Let Go and Let God


laura at printer

For someone who loves to plan and make sure everything is planned down to the tiniest details, my entrance into FrancisCorps was anything but. During my junior year of college, one of the campus ministers of our UNC- Chapel Hill Newman Center suggested that I meet with “the director of this gap year program I could see you being interested in”. 

So, I sat down with A.J. and I was introduced to FrancisCorps. I knew I wanted to take a gap year, and I played with the idea in my mind until my senior year when A.J. came to visit UNC again. This time, our talk ended with us filling out my initial application together. I definitely was not expecting that outcome to the day, but I never felt anxious or worried by my pushing through the application so early on in my senior year. 

Things just kept falling into place after that. I talked over Skype with A.J. and Friar Rick, and I knew that these were my kind of people. For once in my life, I wasn’t nervous about an interview. Looking back, I think the reason I was drawn to FC was because its mission and structure clashed so directly with the academic culture I had immersed myself in for my entire life. FC was an opportunity for me to not stress about what I want to do with my life, but rather give myself over to deepening my spirituality and letting God take over my life finally. 

FC drew me in because it seemed peaceful and like an opportunity for rest. Living in it now, I know there are moments of rest but so many more moments of life: of vibrant living. I love my housemates—my community. I look forward to stepping outside myself and continuing to master the arts of compassion and compromise. 
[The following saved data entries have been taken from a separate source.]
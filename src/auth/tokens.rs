//! Bearer tokens handed out on sign-in. An access token authorizes cart,
//! checkout and profile calls; a refresh token only buys a new pair.

use axum::{extract::FromRef, http::StatusCode};
use jsonwebtoken::{decode, encode, DecodingKey, EncodingKey, Header, Validation};
use serde::{Deserialize, Serialize};
use time::{Duration, OffsetDateTime};
use tracing::{debug, warn};
use uuid::Uuid;

use crate::{config::JwtConfig, state::AppState};

#[derive(Debug, Serialize, Deserialize, Clone, Copy, PartialEq, Eq)]
#[serde(rename_all = "lowercase")]
pub enum TokenKind {
    Access,
    Refresh,
}

#[derive(Debug, Serialize, Deserialize, Clone)]
pub struct Claims {
    pub sub: Uuid,
    pub exp: i64,
    pub iat: i64,
    pub iss: String,
    pub aud: String,
    pub kind: TokenKind,
}

#[derive(Clone)]
pub struct JwtKeys {
    encoding: EncodingKey,
    decoding: DecodingKey,
    pub issuer: String,
    pub audience: String,
    access_ttl: Duration,
    refresh_ttl: Duration,
}

impl FromRef<AppState> for JwtKeys {
    fn from_ref(state: &AppState) -> Self {
        JwtKeys::from_config(&state.config.jwt)
    }
}

impl JwtKeys {
    pub fn from_config(cfg: &JwtConfig) -> Self {
        Self {
            encoding: EncodingKey::from_secret(cfg.secret.as_bytes()),
            decoding: DecodingKey::from_secret(cfg.secret.as_bytes()),
            issuer: cfg.issuer.clone(),
            audience: cfg.audience.clone(),
            access_ttl: Duration::minutes(cfg.ttl_minutes),
            refresh_ttl: Duration::minutes(cfg.refresh_ttl_minutes),
        }
    }

    /// Seconds an access token stays valid.
    pub fn access_ttl_secs(&self) -> i64 {
        self.access_ttl.whole_seconds()
    }

    pub fn sign(&self, user_id: Uuid, kind: TokenKind) -> anyhow::Result<String> {
        let now = OffsetDateTime::now_utc();
        let ttl = match kind {
            TokenKind::Access => self.access_ttl,
            TokenKind::Refresh => self.refresh_ttl,
        };
        let claims = Claims {
            sub: user_id,
            iat: now.unix_timestamp(),
            exp: (now + ttl).unix_timestamp(),
            iss: self.issuer.clone(),
            aud: self.audience.clone(),
            kind,
        };
        let token = encode(&Header::default(), &claims, &self.encoding)?;
        debug!(%user_id, ?kind, "token signed");
        Ok(token)
    }

    /// Check signature, expiry, issuer and audience, then the token kind.
    pub fn verify(&self, token: &str, expected: TokenKind) -> anyhow::Result<Claims> {
        let mut validation = Validation::default();
        validation.set_audience(&[&self.audience]);
        validation.set_issuer(&[&self.issuer]);
        let claims = decode::<Claims>(token, &self.decoding, &validation)?.claims;
        anyhow::ensure!(
            claims.kind == expected,
            "expected a {expected:?} token, got {:?}",
            claims.kind
        );
        Ok(claims)
    }

    /// Resolve a raw `Authorization` header value to the signed-in user.
    pub(crate) fn authenticate(&self, header: &str) -> Result<Uuid, (StatusCode, String)> {
        let token = header
            .strip_prefix("Bearer ")
            .or_else(|| header.strip_prefix("bearer "))
            .ok_or((StatusCode::UNAUTHORIZED, "Invalid Authorization header".to_string()))?;

        self.verify(token, TokenKind::Access)
            .map(|claims| claims.sub)
            .map_err(|e| {
                warn!(error = %e, "access token rejected");
                (StatusCode::UNAUTHORIZED, "Invalid or expired token".to_string())
            })
    }
}
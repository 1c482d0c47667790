use thiserror::Error;

/// Failure of a remote store.
#[derive(Debug, Error)]
pub enum StoreError {
    #[error("database error: {0}")]
    Database(#[from] sqlx::Error),

    #[error("row not found")]
    NotFound,

    #[error("row already exists")]
    Conflict,

    #[error("store unavailable: {0}")]
    Unavailable(String),
}
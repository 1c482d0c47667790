use rust_decimal::{Decimal, RoundingStrategy};
use serde::{Deserialize, Serialize};
use sqlx::FromRow;
use time::OffsetDateTime;
use uuid::Uuid;

use crate::menu::CatalogItem;

/// Which backend owns a line item.
#[derive(Debug, Clone, Copy, PartialEq, Eq, Serialize)]
#[serde(rename_all = "lowercase")]
pub enum CartScope {
    Guest,
    Session,
}

/// Identity of a line item.
///
/// Lookups always go by `item_id` (the catalog id). Session writes go by
/// `row_id`, which guest items never have and session items always have.
#[derive(Debug, Clone, Copy, PartialEq, Eq, Serialize)]
pub struct CartKey {
    pub scope: CartScope,
    pub item_id: i64,
    pub row_id: Option<Uuid>,
}

impl CartKey {
    pub fn guest(item_id: i64) -> Self {
        Self {
            scope: CartScope::Guest,
            item_id,
            row_id: None,
        }
    }

    pub fn session(item_id: i64, row_id: Uuid) -> Self {
        Self {
            scope: CartScope::Session,
            item_id,
            row_id: Some(row_id),
        }
    }
}

#[derive(Debug, Clone, PartialEq)]
pub struct LineItem {
    pub key: CartKey,
    pub name: String,
    pub price: Decimal,
    pub image: String,
    pub quantity: i32,
}

impl LineItem {
    pub fn item_id(&self) -> i64 {
        self.key.item_id
    }

    pub fn line_total(&self) -> Decimal {
        self.price * Decimal::from(self.quantity)
    }

    pub fn from_catalog(item: &CatalogItem, quantity: i32) -> Self {
        Self {
            key: CartKey::guest(item.id),
            name: item.name.clone(),
            price: item.price,
            image: item.image.clone(),
            quantity,
        }
    }
}

/// Guest slot wire form. `id` and `item_id` are both the catalog id.
#[derive(Debug, Clone, Serialize, Deserialize)]
pub struct GuestLine {
    pub id: i64,
    pub item_id: i64,
    pub name: String,
    #[serde(with = "rust_decimal::serde::float")]
    pub price: Decimal,
    pub image: String,
    pub quantity: i32,
}

impl From<&LineItem> for GuestLine {
    fn from(item: &LineItem) -> Self {
        Self {
            id: item.key.item_id,
            item_id: item.key.item_id,
            name: item.name.clone(),
            price: item.price,
            image: item.image.clone(),
            quantity: item.quantity,
        }
    }
}

impl From<GuestLine> for LineItem {
    fn from(line: GuestLine) -> Self {
        Self {
            key: CartKey::guest(line.item_id),
            name: line.name,
            price: line.price,
            image: line.image,
            quantity: line.quantity,
        }
    }
}

/// Parse the guest slot. Anything unreadable counts as an empty cart.
pub fn decode_guest_cart(raw: Option<&str>) -> Result<Vec<LineItem>, serde_json::Error> {
    let Some(raw) = raw else {
        return Ok(Vec::new());
    };
    let lines: Vec<GuestLine> = serde_json::from_str(raw)?;
    Ok(lines.into_iter().map(LineItem::from).collect())
}

pub fn encode_guest_cart(items: &[LineItem]) -> String {
    let lines: Vec<GuestLine> = items.iter().map(GuestLine::from).collect();
    // A Vec of plain structs always serializes.
    serde_json::to_string(&lines).unwrap_or_else(|_| "[]".to_string())
}

/// Row of the `user_carts` table.
#[derive(Debug, Clone, FromRow)]
pub struct CartRow {
    pub id: Uuid,
    pub user_id: Uuid,
    pub item_id: i64,
    pub name: String,
    pub price: Decimal,
    pub image: String,
    pub quantity: i32,
    pub created_at: OffsetDateTime,
}

impl From<CartRow> for LineItem {
    fn from(row: CartRow) -> Self {
        Self {
            key: CartKey::session(row.item_id, row.id),
            name: row.name,
            price: row.price,
            image: row.image,
            quantity: row.quantity,
        }
    }
}

/// Values for a fresh `user_carts` row; the store assigns id and timestamp.
#[derive(Debug, Clone)]
pub struct NewCartRow {
    pub user_id: Uuid,
    pub item_id: i64,
    pub name: String,
    pub price: Decimal,
    pub image: String,
    pub quantity: i32,
}

impl NewCartRow {
    pub fn from_catalog(user_id: Uuid, item: &CatalogItem, quantity: i32) -> Self {
        Self {
            user_id,
            item_id: item.id,
            name: item.name.clone(),
            price: item.price,
            image: item.image.clone(),
            quantity,
        }
    }
}

#[derive(Debug, Clone, Copy, PartialEq, Eq, Serialize)]
pub struct CartTotals {
    #[serde(with = "rust_decimal::serde::float")]
    pub subtotal: Decimal,
    #[serde(with = "rust_decimal::serde::float")]
    pub tax: Decimal,
    #[serde(with = "rust_decimal::serde::float")]
    pub total: Decimal,
    pub item_count: i64,
}

impl CartTotals {
    pub fn compute(items: &[LineItem], tax_rate: Decimal) -> Self {
        let subtotal: Decimal = items.iter().map(LineItem::line_total).sum();
        let tax = (subtotal * tax_rate).round_dp_with_strategy(2, RoundingStrategy::MidpointAwayFromZero);
        let item_count = items.iter().map(|item| i64::from(item.quantity)).sum();
        Self {
            subtotal,
            tax,
            total: subtotal + tax,
            item_count,
        }
    }
}

/// What observers of a cart see.
#[derive(Debug, Clone, PartialEq, Default)]
pub struct CartSnapshot {
    pub user_id: Option<Uuid>,
    pub items: Vec<LineItem>,
    pub is_loading: bool,
}

/// Result of a cart mutation. Nothing is raised to callers; this only says
/// whether the in-memory cart moved.
#[derive(Debug, Clone, Copy, PartialEq, Eq, Serialize)]
#[serde(rename_all = "snake_case")]
pub enum Outcome {
    Applied,
    Skipped,
    WriteFailed,
}
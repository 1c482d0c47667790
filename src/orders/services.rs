use std::sync::Arc;

use axum::{
    extract::State,
    http::{header::LOCATION, HeaderMap, HeaderValue, StatusCode},
    Json,
};
use tracing::{error, info, instrument, warn};

use super::{
    dto::{CheckoutRequest, OrderResponse},
    repo::{NewOrder, OrderLine, ORDER_STATUS_PENDING},
};
use crate::{
    auth::services::AuthUser,
    cart::{extractors::CartClient, model::CartTotals, model::Outcome, open_cart},
    state::AppState,
};

pub const SAVE_FAILED: &str = "There was an error saving your order. Please try again.";

/// Turn the caller's cart into a pending order, then empty the cart.
#[instrument(skip(state, body))]
pub async fn checkout(
    State(state): State<AppState>,
    client: CartClient,
    AuthUser(user_id): AuthUser,
    Json(body): Json<CheckoutRequest>,
) -> Result<(StatusCode, HeaderMap, Json<OrderResponse>), (StatusCode, String)> {
    if !body.is_complete() {
        warn!(%user_id, "checkout with missing delivery details");
        return Err((
            StatusCode::BAD_REQUEST,
            "Name, address and phone are required".into(),
        ));
    }

    let (cart, _turn) = open_cart(&state, client, Some(user_id)).await?;
    let orders = Arc::clone(&state.orders);
    let tax_rate = state.config.tax_rate;

    let (order, cleared) = cart
        .sync
        .check_out(|items| async move {
            if items.is_empty() {
                return Err((StatusCode::BAD_REQUEST, "Cart is empty".to_string()));
            }
            let totals = CartTotals::compute(&items, tax_rate);
            orders
                .insert(NewOrder {
                    user_id,
                    total_amount: totals.total,
                    status: ORDER_STATUS_PENDING.into(),
                    items: items.iter().map(OrderLine::from).collect(),
                })
                .await
                .map_err(|e| {
                    error!(error = %e, %user_id, "saving order failed");
                    (StatusCode::INTERNAL_SERVER_ERROR, SAVE_FAILED.to_string())
                })
        })
        .await?;

    if cleared == Outcome::WriteFailed {
        warn!(order_id = %order.id, %user_id, "order saved but cart not cleared");
    }
    info!(order_id = %order.id, %user_id, total = %order.total_amount, "order placed");

    let mut headers = client.headers();
    if let Ok(location) = HeaderValue::from_str(&format!("/api/v1/orders/{}", order.id)) {
        headers.insert(LOCATION, location);
    }
    Ok((StatusCode::CREATED, headers, Json(order.into())))
}
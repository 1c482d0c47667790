use argon2::{password_hash::SaltString, Argon2, PasswordHash, PasswordHasher, PasswordVerifier};
use axum::{
    async_trait,
    extract::{FromRef, FromRequestParts},
    http::{header::AUTHORIZATION, request::Parts, StatusCode},
};
use lazy_static::lazy_static;
use rand::rngs::OsRng;
use regex::Regex;
use tracing::error;
use uuid::Uuid;

use super::tokens::JwtKeys;

pub(crate) fn is_valid_email(email: &str) -> bool {
    lazy_static! {
        static ref EMAIL_RE: Regex = Regex::new(r"^[^@\s]+@[^@\s]+\.[^@\s]+$").unwrap();
    }
    EMAIL_RE.is_match(email)
}

pub fn hash_password(plain: &str) -> anyhow::Result<String> {
    let salt = SaltString::generate(&mut OsRng);
    Argon2::default()
        .hash_password(plain.as_bytes(), &salt)
        .map(|hash| hash.to_string())
        .map_err(|e| {
            error!(error = %e, "argon2 hash failed");
            anyhow::anyhow!("hash password: {e}")
        })
}

/// `Ok(false)` for a wrong password; `Err` only for a stored hash argon2
/// cannot parse.
pub fn verify_password(plain: &str, stored: &str) -> anyhow::Result<bool> {
    let parsed = PasswordHash::new(stored).map_err(|e| {
        error!(error = %e, "stored password hash unreadable");
        anyhow::anyhow!("parse password hash: {e}")
    })?;
    Ok(Argon2::default()
        .verify_password(plain.as_bytes(), &parsed)
        .is_ok())
}

fn authorization(parts: &Parts) -> Option<&str> {
    parts.headers.get(AUTHORIZATION).and_then(|v| v.to_str().ok())
}

/// Signed-in caller. Checkout, order history and profiles need one.
pub struct AuthUser(pub Uuid);

#[async_trait]
impl<S> FromRequestParts<S> for AuthUser
where
    S: Send + Sync,
    JwtKeys: FromRef<S>,
{
    type Rejection = (StatusCode, String);

    async fn from_request_parts(parts: &mut Parts, state: &S) -> Result<Self, Self::Rejection> {
        let header = authorization(parts).ok_or((
            StatusCode::UNAUTHORIZED,
            "Sign in to continue".to_string(),
        ))?;
        Ok(AuthUser(JwtKeys::from_ref(state).authenticate(header)?))
    }
}

/// Caller that may be a guest: no header means guest, a bad token is
/// still rejected.
pub struct MaybeAuthUser(pub Option<Uuid>);

#[async_trait]
impl<S> FromRequestParts<S> for MaybeAuthUser
where
    S: Send + Sync,
    JwtKeys: FromRef<S>,
{
    type Rejection = (StatusCode, String);

    async fn from_request_parts(parts: &mut Parts, state: &S) -> Result<Self, Self::Rejection> {
        match authorization(parts) {
            None => Ok(MaybeAuthUser(None)),
            Some(header) => Ok(MaybeAuthUser(Some(
                JwtKeys::from_ref(state).authenticate(header)?,
            ))),
        }
    }
}
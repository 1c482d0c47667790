use rust_decimal::Decimal;
use serde::{Deserialize, Serialize};
use time::OffsetDateTime;
use uuid::Uuid;

use super::repo::{Order, OrderLine};

/// Delivery details collected at checkout.
#[derive(Debug, Default, Deserialize)]
pub struct CheckoutRequest {
    #[serde(default)]
    pub name: String,
    #[serde(default)]
    pub address: String,
    #[serde(default)]
    pub phone: String,
}

impl CheckoutRequest {
    pub fn is_complete(&self) -> bool {
        [&self.name, &self.address, &self.phone]
            .iter()
            .all(|field| !field.trim().is_empty())
    }
}

#[derive(Debug, Serialize)]
pub struct OrderResponse {
    pub id: Uuid,
    pub user_id: Uuid,
    #[serde(with = "rust_decimal::serde::float")]
    pub total_amount: Decimal,
    pub status: String,
    pub items: Vec<OrderLine>,
    #[serde(with = "time::serde::rfc3339")]
    pub created_at: OffsetDateTime,
}

impl From<Order> for OrderResponse {
    fn from(order: Order) -> Self {
        Self {
            id: order.id,
            user_id: order.user_id,
            total_amount: order.total_amount,
            status: order.status,
            items: order.items.0,
            created_at: order.created_at,
        }
    }
}
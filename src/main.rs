mod app;
mod auth;
mod cart;
mod config;
mod error;
mod menu;
mod orders;
mod profiles;
mod state;

#[tokio::main]
async fn main() -> anyhow::Result<()> {
    dotenvy::dotenv().ok();

    let env_filter = std::env::var("RUST_LOG")
        .unwrap_or_else(|_| "menucart=debug,axum=info,tower_http=info".to_string());
    let json_logs = std::env::var("LOG_FORMAT")
        .map(|v| v == "json")
        .unwrap_or(false);

    if json_logs {
        tracing_subscriber::fmt()
            .with_env_filter(env_filter)
            .with_target(false)
            .json()
            .init();
    } else {
        tracing_subscriber::fmt().with_env_filter(env_filter).init();
    }

    let app_state = state::AppState::init().await?;

    if let Err(e) = sqlx::migrate!("./migrations").run(&app_state.db).await {
        tracing::warn!(error = %e, "migration failed; continuing");
    }

    app::serve(app::build_app(app_state)).await
}
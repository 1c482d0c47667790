use sqlx::{FromRow, PgPool};
use time::OffsetDateTime;
use uuid::Uuid;

use crate::error::StoreError;

/// Row of the `users` table.
#[derive(Debug, Clone, FromRow)]
pub struct User {
    pub id: Uuid,
    pub email: String,
    pub password_hash: String,
    pub created_at: OffsetDateTime,
}

const USER_COLUMNS: &str = "id, email, password_hash, created_at";

impl User {
    pub async fn find_by_email(db: &PgPool, email: &str) -> Result<Option<User>, StoreError> {
        let sql = format!("SELECT {USER_COLUMNS} FROM users WHERE email = $1");
        Ok(sqlx::query_as::<_, User>(&sql)
            .bind(email)
            .fetch_optional(db)
            .await?)
    }

    pub async fn find_by_id(db: &PgPool, id: Uuid) -> Result<Option<User>, StoreError> {
        let sql = format!("SELECT {USER_COLUMNS} FROM users WHERE id = $1");
        Ok(sqlx::query_as::<_, User>(&sql)
            .bind(id)
            .fetch_optional(db)
            .await?)
    }

    /// Insert a user. A taken email comes back as [`StoreError::Conflict`].
    pub async fn create(db: &PgPool, email: &str, password_hash: &str) -> Result<User, StoreError> {
        let sql = format!(
            "INSERT INTO users (email, password_hash) VALUES ($1, $2) RETURNING {USER_COLUMNS}"
        );
        sqlx::query_as::<_, User>(&sql)
            .bind(email)
            .bind(password_hash)
            .fetch_one(db)
            .await
            .map_err(|e| match e {
                sqlx::Error::Database(db_err) if db_err.is_unique_violation() => StoreError::Conflict,
                other => StoreError::Database(other),
            })
    }
}
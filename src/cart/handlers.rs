use std::sync::Arc;

use axum::{
    extract::{Path, State},
    http::{HeaderMap, StatusCode},
    routing::{delete, get, post, put},
    Json, Router,
};
use tracing::{instrument, warn};

use super::{
    dto::{AddItemRequest, CartResponse, SetQuantityRequest, MEAT_CHOICES},
    extractors::CartClient,
    model::Outcome,
    sessions::{CartTurn, ClientCart},
};
use crate::{
    auth::{services::MaybeAuthUser, session::UserIdentity},
    state::AppState,
};

type CartReply = Result<(HeaderMap, Json<CartResponse>), (StatusCode, String)>;

pub fn cart_routes() -> Router<AppState> {
    Router::new()
        .route("/cart", get(get_cart).delete(clear_cart))
        .route("/cart/reload", post(reload_cart))
        .route("/cart/items", post(add_item))
        .route("/cart/items/:item_id", put(set_quantity).delete(remove_item))
        .route("/cart/session", delete(close_session))
}

/// Resolve the client's cart and bring it in line with the caller's auth.
/// The cart is the caller's alone until the returned turn is dropped.
pub(crate) async fn open_cart(
    state: &AppState,
    client: CartClient,
    user: Option<uuid::Uuid>,
) -> Result<(Arc<ClientCart>, CartTurn), (StatusCode, String)> {
    let cart = state.carts.get_or_create(client.0).await;
    let turn = cart
        .attach(user.map(UserIdentity::from))
        .await
        .ok_or((StatusCode::SERVICE_UNAVAILABLE, "Cart is still loading".into()))?;
    Ok((cart, turn))
}

fn reply(state: &AppState, client: CartClient, cart: &ClientCart, outcome: Option<Outcome>) -> CartReply {
    let body = CartResponse::new(outcome, &cart.sync.snapshot(), state.config.tax_rate);
    Ok((client.headers(), Json(body)))
}

#[instrument(skip(state))]
pub async fn get_cart(
    State(state): State<AppState>,
    client: CartClient,
    MaybeAuthUser(user): MaybeAuthUser,
) -> CartReply {
    let (cart, _turn) = open_cart(&state, client, user).await?;
    reply(&state, client, &cart, None)
}

#[instrument(skip(state))]
pub async fn reload_cart(
    State(state): State<AppState>,
    client: CartClient,
    MaybeAuthUser(user): MaybeAuthUser,
) -> CartReply {
    let (cart, _turn) = open_cart(&state, client, user).await?;
    cart.sync.reload().await;
    reply(&state, client, &cart, None)
}

#[instrument(skip(state, body))]
pub async fn add_item(
    State(state): State<AppState>,
    client: CartClient,
    MaybeAuthUser(user): MaybeAuthUser,
    Json(body): Json<AddItemRequest>,
) -> CartReply {
    let item = state.catalog.find(body.item_id);

    if let Some(item) = item.filter(|item| item.is_meat) {
        let picked = body.meat.as_deref().map(str::trim);
        if !picked.is_some_and(|m| MEAT_CHOICES.contains(&m)) {
            warn!(item_id = item.id, meat = ?body.meat, "meat dish without a valid meat choice");
            return Err((
                StatusCode::BAD_REQUEST,
                format!("Choose a meat: {}", MEAT_CHOICES.join(", ")),
            ));
        }
    }

    let (cart, _turn) = open_cart(&state, client, user).await?;
    let outcome = cart.sync.add_item(item, body.quantity).await;
    reply(&state, client, &cart, Some(outcome))
}

#[instrument(skip(state, body))]
pub async fn set_quantity(
    State(state): State<AppState>,
    client: CartClient,
    MaybeAuthUser(user): MaybeAuthUser,
    Path(item_id): Path<i64>,
    Json(body): Json<SetQuantityRequest>,
) -> CartReply {
    let (cart, _turn) = open_cart(&state, client, user).await?;
    let outcome = cart.sync.set_quantity(item_id, body.quantity).await;
    reply(&state, client, &cart, Some(outcome))
}

#[instrument(skip(state))]
pub async fn remove_item(
    State(state): State<AppState>,
    client: CartClient,
    MaybeAuthUser(user): MaybeAuthUser,
    Path(item_id): Path<i64>,
) -> CartReply {
    let (cart, _turn) = open_cart(&state, client, user).await?;
    let outcome = cart.sync.remove_item(item_id).await;
    reply(&state, client, &cart, Some(outcome))
}

#[instrument(skip(state))]
pub async fn clear_cart(
    State(state): State<AppState>,
    client: CartClient,
    MaybeAuthUser(user): MaybeAuthUser,
) -> CartReply {
    let (cart, _turn) = open_cart(&state, client, user).await?;
    let outcome = cart.sync.clear_cart().await;
    reply(&state, client, &cart, Some(outcome))
}

#[instrument(skip(state))]
pub async fn close_session(State(state): State<AppState>, client: CartClient) -> StatusCode {
    if state.carts.close(client.0).await {
        StatusCode::NO_CONTENT
    } else {
        StatusCode::NOT_FOUND
    }
}
pub mod dto;
pub mod extractors;
pub mod guest;
pub mod handlers;
pub mod model;
pub mod repo;
pub mod sessions;
pub mod sync;

use crate::state::AppState;
use axum::Router;

pub(crate) use handlers::open_cart;

pub fn router() -> Router<AppState> {
    handlers::cart_routes()
}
Every Friday night when it is my turn to cook for our little community, I get a small wave of anxiety at the task of preparing a good dinner that everyone will enjoy. Never have I had to cook for such a large group, and the thought of multitasking gives me a headache. However, living here in our yellow house has shown me that I don’t even need ask for help— in the kitchen, at work, and in my own personal struggles. The thing that excites me most about my FrancisCorps experience is that of the love that I feel now from our Franciscan community and the love that I know I have to look forward to in the future of my time in Syracuse.